Ti saluto citando Ottone Rosai da Giovanni Faccenda, Rosai. L’assillo della verità (Edizioni Masso delle Fate). Non ho forza per altro.
«L’artista di tutti i tempi è stato e sarà sempre una creatura personificante la tragedia. Farà magari eccezione sugli altri, ma a tutto suo discapito, a tutto suo sconforto.Egli, quando è tale, comincia col capire più degli altri e, di conseguenza, senti più degli altri le responsabilità di cui il tempo l’ha caricato. Sempre scontento di sé e di quel che ha fatto, giungerà a morte col rimorso nel cuore e nel cervello di non aver saputo dare quanto, secondo quel suo ultimo istante intensamente riflessivo, sente che avrebbe potuto. E così anche l’ultima stilla di vita sarà per lui come un intero amarissimo mare da trangugiare» (p. 66).
E ancora…
«Sorgerà un artista come una brutta giornata. Una di quelle giornate d’inverno tutte nere, fredde, pungenti, dalla pioggia appuntita e frenetica che ti sbatte in faccia e sul corpo a cenciate quasi fossero lanci a manciate di pruni.Di dolore avrà fatta la vita, continuo, infinito, per non poter giungere a dare con la sua opera la pace né a sé né agli altri.

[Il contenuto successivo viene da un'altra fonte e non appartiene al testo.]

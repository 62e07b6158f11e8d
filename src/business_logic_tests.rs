#[cfg(test)]
mod tests {
    use chrono::NaiveDate;
    use rust_decimal::Decimal;
    use uuid::Uuid;

    use crate::commands::crop::CropForm;
    use crate::commands::customer::CustomerForm;
    use crate::commands::field::FieldForm;
    use crate::commands::input::InputForm;
    use crate::commands::livestock::LivestockForm;
    use crate::commands::product::ProductForm;
    use crate::commands::sale::SaleForm;
    use crate::commands::view::{field_summary, my_orders, sales_summary, task_summary};
    use crate::db::{Field, Sale, Task};
    use crate::middleware::auth::Claims;
    use crate::permissions::{can_modify, can_view, nav_items, require_view, Role, ViewId};
    use crate::validation::{
        validate_crop, validate_customer, validate_field, validate_input, validate_livestock,
        validate_product, validate_sale,
    };

    fn date(y: i32, m: u32, d: u32) -> NaiveDate {
        NaiveDate::from_ymd_opt(y, m, d).unwrap()
    }

    fn dec(s: &str) -> Decimal {
        s.parse().unwrap()
    }

    fn claims_with_role(role: &str) -> Claims {
        Claims {
            sub: "test".to_string(),
            user_id: Uuid::new_v4(),
            username: role.to_string(),
            role: role.to_string(),
            full_name: format!("{} user", role),
            phone: None,
            exp: 0,
        }
    }

    fn valid_field_form() -> FieldForm {
        FieldForm {
            id: None,
            name: "North Field".to_string(),
            size: dec("12.5"),
            location: "Plot 9".to_string(),
            soil_type: "loam".to_string(),
            irrigation_system: None,
            status: None,
        }
    }

    #[test]
    fn test_field_validation_requires_all_fields() {
        let form = FieldForm::default();
        let errors = validate_field(&form);
        assert_eq!(errors.get("name"), Some("Field name is required"));
        assert_eq!(errors.get("size"), Some("Field size must be greater than 0"));
        assert_eq!(errors.get("location"), Some("Location is required"));
        assert_eq!(errors.get("soil_type"), Some("Soil type is required"));
    }

    #[test]
    fn test_field_validation_accepts_complete_form() {
        let errors = validate_field(&valid_field_form());
        assert!(errors.is_empty(), "unexpected errors: {:?}", errors);
    }

    #[test]
    fn test_negative_numeric_inputs_are_rejected() {
        let mut field = valid_field_form();
        field.size = dec("-1");
        assert!(!validate_field(&field).is_empty());

        let input = InputForm {
            name: "Urea".to_string(),
            input_type: "fertilizer".to_string(),
            supplier: "AgroSupplies".to_string(),
            quantity_in_stock: dec("-5"),
            unit: "kg".to_string(),
            cost_per_unit: dec("-2"),
            reorder_level: dec("-1"),
            ..Default::default()
        };
        let errors = validate_input(&input);
        assert_eq!(errors.get("quantity_in_stock"), Some("Quantity must be 0 or greater"));
        assert_eq!(errors.get("cost_per_unit"), Some("Cost per unit must be 0 or greater"));
        assert_eq!(errors.get("reorder_level"), Some("Reorder level must be 0 or greater"));

        let mut product = ProductForm {
            name: "Tomatoes".to_string(),
            product_type: "vegetable".to_string(),
            unit: "crate".to_string(),
            price_per_unit: dec("25"),
            quantity_available: dec("-3"),
            ..Default::default()
        };
        assert_eq!(
            validate_product(&product).get("quantity_available"),
            Some("Quantity must be 0 or greater")
        );
        product.quantity_available = dec("0");
        assert!(validate_product(&product).is_empty());
    }

    #[test]
    fn test_product_price_must_be_positive() {
        let product = ProductForm {
            name: "Eggs".to_string(),
            product_type: "poultry".to_string(),
            unit: "tray".to_string(),
            price_per_unit: dec("0"),
            ..Default::default()
        };
        assert_eq!(
            validate_product(&product).get("price_per_unit"),
            Some("Price per unit must be greater than 0")
        );
    }

    #[test]
    fn test_crop_dates_must_be_ordered() {
        let mut form = CropForm {
            name: "Maize".to_string(),
            variety: "SC719".to_string(),
            planting_date: Some(date(2024, 6, 1)),
            expected_harvest_date: Some(date(2024, 5, 1)),
            area: dec("3.5"),
            ..Default::default()
        };
        assert_eq!(
            validate_crop(&form).get("expected_harvest_date"),
            Some("Harvest date must be after planting date")
        );

        // Equal dates are also rejected.
        form.expected_harvest_date = Some(date(2024, 6, 1));
        assert!(!validate_crop(&form).is_empty());

        form.expected_harvest_date = Some(date(2024, 10, 1));
        assert!(validate_crop(&form).is_empty());
    }

    #[test]
    fn test_crop_requires_both_dates() {
        let form = CropForm {
            name: "Beans".to_string(),
            variety: "Kabulangeti".to_string(),
            area: dec("1"),
            ..Default::default()
        };
        let errors = validate_crop(&form);
        assert_eq!(errors.get("planting_date"), Some("Planting date is required"));
        assert_eq!(errors.get("expected_harvest_date"), Some("Expected harvest date is required"));
    }

    #[test]
    fn test_livestock_weight_only_validated_when_present() {
        let mut form = LivestockForm {
            animal_type: "cattle".to_string(),
            breed: "Boran".to_string(),
            tag: "ZM-001".to_string(),
            gender: "female".to_string(),
            weight: None,
            ..Default::default()
        };
        assert!(validate_livestock(&form).is_empty());

        form.weight = Some(dec("0"));
        assert_eq!(
            validate_livestock(&form).get("weight"),
            Some("Weight must be greater than 0")
        );

        form.weight = Some(dec("320.5"));
        assert!(validate_livestock(&form).is_empty());
    }

    #[test]
    fn test_livestock_vocabulary_is_enforced() {
        let form = LivestockForm {
            animal_type: "dragons".to_string(),
            breed: "Unknown".to_string(),
            tag: "ZM-002".to_string(),
            gender: "female".to_string(),
            ..Default::default()
        };
        assert!(validate_livestock(&form).get("animal_type").is_some());
    }

    #[test]
    fn test_customer_email_format() {
        let mut form = CustomerForm {
            name: "Chanda Mwale".to_string(),
            email: Some("not-an-email".to_string()),
            ..Default::default()
        };
        assert_eq!(
            validate_customer(&form).get("email"),
            Some("Please enter a valid email address")
        );

        form.email = Some("chanda@example.com".to_string());
        assert!(validate_customer(&form).is_empty());

        form.email = None;
        assert!(validate_customer(&form).is_empty());
    }

    #[test]
    fn test_sale_payment_method_vocabulary() {
        let mut form = SaleForm {
            customer_name: "Walk-in".to_string(),
            quantity: dec("2"),
            price_per_unit: dec("50"),
            total_amount: dec("100"),
            sale_date: Some(date(2024, 7, 1)),
            payment_method: Some("pending".to_string()),
            ..Default::default()
        };
        // Marketplace orders record "pending" before payment details exist.
        assert!(validate_sale(&form).is_empty());

        form.payment_method = Some("bitcoin".to_string());
        assert!(validate_sale(&form).get("payment_method").is_some());
    }

    #[test]
    fn test_customer_navigation_set() {
        let views = nav_items(Role::Customer);
        assert_eq!(views, vec![ViewId::Dashboard, ViewId::Marketplace, ViewId::MyOrders]);
        for view in [
            ViewId::Fields,
            ViewId::Crops,
            ViewId::Livestock,
            ViewId::Inputs,
            ViewId::Tasks,
            ViewId::Reports,
            ViewId::Customers,
        ] {
            assert!(!views.contains(&view), "{:?} must not be reachable", view);
        }
    }

    #[test]
    fn test_staff_cannot_reach_customers_or_reports() {
        let staff = claims_with_role("staff");
        assert!(require_view(&staff, ViewId::Customers).is_err());
        assert!(require_view(&staff, ViewId::Reports).is_err());
        assert!(require_view(&staff, ViewId::Sales).is_ok());
    }

    #[test]
    fn test_modify_matrix() {
        // Fields are managed by admin and manager only.
        assert!(can_modify(Role::Admin, ViewId::Fields));
        assert!(can_modify(Role::Manager, ViewId::Fields));
        assert!(!can_modify(Role::Staff, ViewId::Fields));
        // Day-to-day records are open to staff as well.
        assert!(can_modify(Role::Staff, ViewId::Crops));
        assert!(can_modify(Role::Staff, ViewId::Harvests));
        // Customers never touch farm records, only marketplace orders.
        assert!(!can_modify(Role::Customer, ViewId::Sales));
        assert!(can_modify(Role::Customer, ViewId::Marketplace));
        assert!(!can_view(Role::Admin, ViewId::Marketplace));
    }

    #[test]
    fn test_unknown_role_falls_back_to_least_privilege() {
        let claims = claims_with_role("superuser");
        assert_eq!(claims.role(), Role::Customer);
    }

    #[test]
    fn test_view_id_round_trip() {
        assert_eq!("my-orders".parse::<ViewId>().unwrap(), ViewId::MyOrders);
        assert_eq!(ViewId::MyOrders.to_string(), "my-orders");
        assert!("settings".parse::<ViewId>().is_err());
    }

    fn sample_field(name: &str, size: &str, status: &str, irrigation: Option<&str>) -> Field {
        Field {
            id: Uuid::new_v4(),
            name: name.to_string(),
            size: dec(size),
            location: "Plot".to_string(),
            soil_type: "loam".to_string(),
            irrigation_system: irrigation.map(|s| s.to_string()),
            status: status.to_string(),
            created_at: None,
            updated_at: None,
        }
    }

    #[test]
    fn test_field_summary_counts() {
        let fields = vec![
            sample_field("North", "12.5", "active", Some("drip")),
            sample_field("South", "7.5", "resting", None),
            sample_field("East", "5", "active", Some("")),
        ];
        let summary = field_summary(&fields);
        assert_eq!(summary["total"], 3);
        assert_eq!(summary["active"], 2);
        assert_eq!(summary["irrigated"], 1);
        assert_eq!(summary["total_acreage"].as_f64().unwrap(), 25.0);
    }

    fn sample_sale(name: &str, phone: Option<&str>, amount: &str, day: NaiveDate) -> Sale {
        Sale {
            id: Uuid::new_v4(),
            product_id: None,
            customer_id: None,
            customer_name: name.to_string(),
            customer_phone: phone.map(|p| p.to_string()),
            quantity: dec("1"),
            price_per_unit: dec(amount),
            total_amount: dec(amount),
            sale_date: day,
            payment_method: "cash".to_string(),
            payment_status: "paid".to_string(),
            delivery_status: "pending".to_string(),
            notes: None,
            created_at: None,
            updated_at: None,
            product_name: None,
            product_unit: None,
        }
    }

    #[test]
    fn test_sales_summary_recent_window() {
        let today = date(2024, 7, 15);
        let sales = vec![
            sample_sale("A", None, "100", date(2024, 7, 14)),
            sample_sale("B", None, "250", date(2024, 7, 10)),
            sample_sale("C", None, "400", date(2024, 5, 1)),
        ];
        let summary = sales_summary(&sales, today);
        assert_eq!(summary["total"], 3);
        assert_eq!(summary["total_revenue"].as_f64().unwrap(), 750.0);
        assert_eq!(summary["recent_count"], 2);
        assert_eq!(summary["recent_revenue"].as_f64().unwrap(), 350.0);
        assert_eq!(summary["paid"], 3);
        assert_eq!(summary["by_payment_method"]["cash"], 3);
    }

    #[test]
    fn test_my_orders_match_by_name_or_phone() {
        let mut claims = claims_with_role("customer");
        claims.full_name = "Carol Customer".to_string();
        claims.phone = Some("0977-000-111".to_string());

        let sales = vec![
            sample_sale("Carol Customer", None, "100", date(2024, 7, 1)),
            sample_sale("Somebody Else", Some("0977-000-111"), "50", date(2024, 7, 2)),
            sample_sale("Somebody Else", Some("0966-222-333"), "75", date(2024, 7, 3)),
        ];
        let mine = my_orders(sales, &claims);
        assert_eq!(mine.len(), 2);
    }

    fn sample_task(status: &str, due: NaiveDate) -> Task {
        Task {
            id: Uuid::new_v4(),
            title: "Weed block A".to_string(),
            description: String::new(),
            assigned_to: None,
            assigned_by: None,
            priority: "medium".to_string(),
            status: status.to_string(),
            due_date: due,
            start_date: None,
            completed_date: None,
            field_id: None,
            crop_id: None,
            livestock_id: None,
            notes: None,
            created_at: None,
            updated_at: None,
            assigned_to_name: None,
            assigned_by_name: None,
        }
    }

    #[test]
    fn test_task_summary_overdue_excludes_finished() {
        let today = date(2024, 7, 15);
        let tasks = vec![
            sample_task("pending", date(2024, 7, 1)),
            sample_task("completed", date(2024, 7, 1)),
            sample_task("cancelled", date(2024, 7, 1)),
            sample_task("in-progress", date(2024, 8, 1)),
        ];
        let summary = task_summary(&tasks, today);
        assert_eq!(summary["overdue"], 1);
        assert_eq!(summary["pending"], 1);
        assert_eq!(summary["in_progress"], 1);
        assert_eq!(summary["completed"], 1);
    }
}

Non conoscerà compromessi: tra i suoi atti e la sua arte tutto sarà coerenza. La croce addossatasi la porterà non come condanna, ma quale simbolo di fede. Unico tormento: l’arte; sola preoccupazione: donare.Questi e non altri i principii di un vero artista e di ogni essere che sia a rappresentare tra gli uomini un loro culmine di bellezza» (p. 68).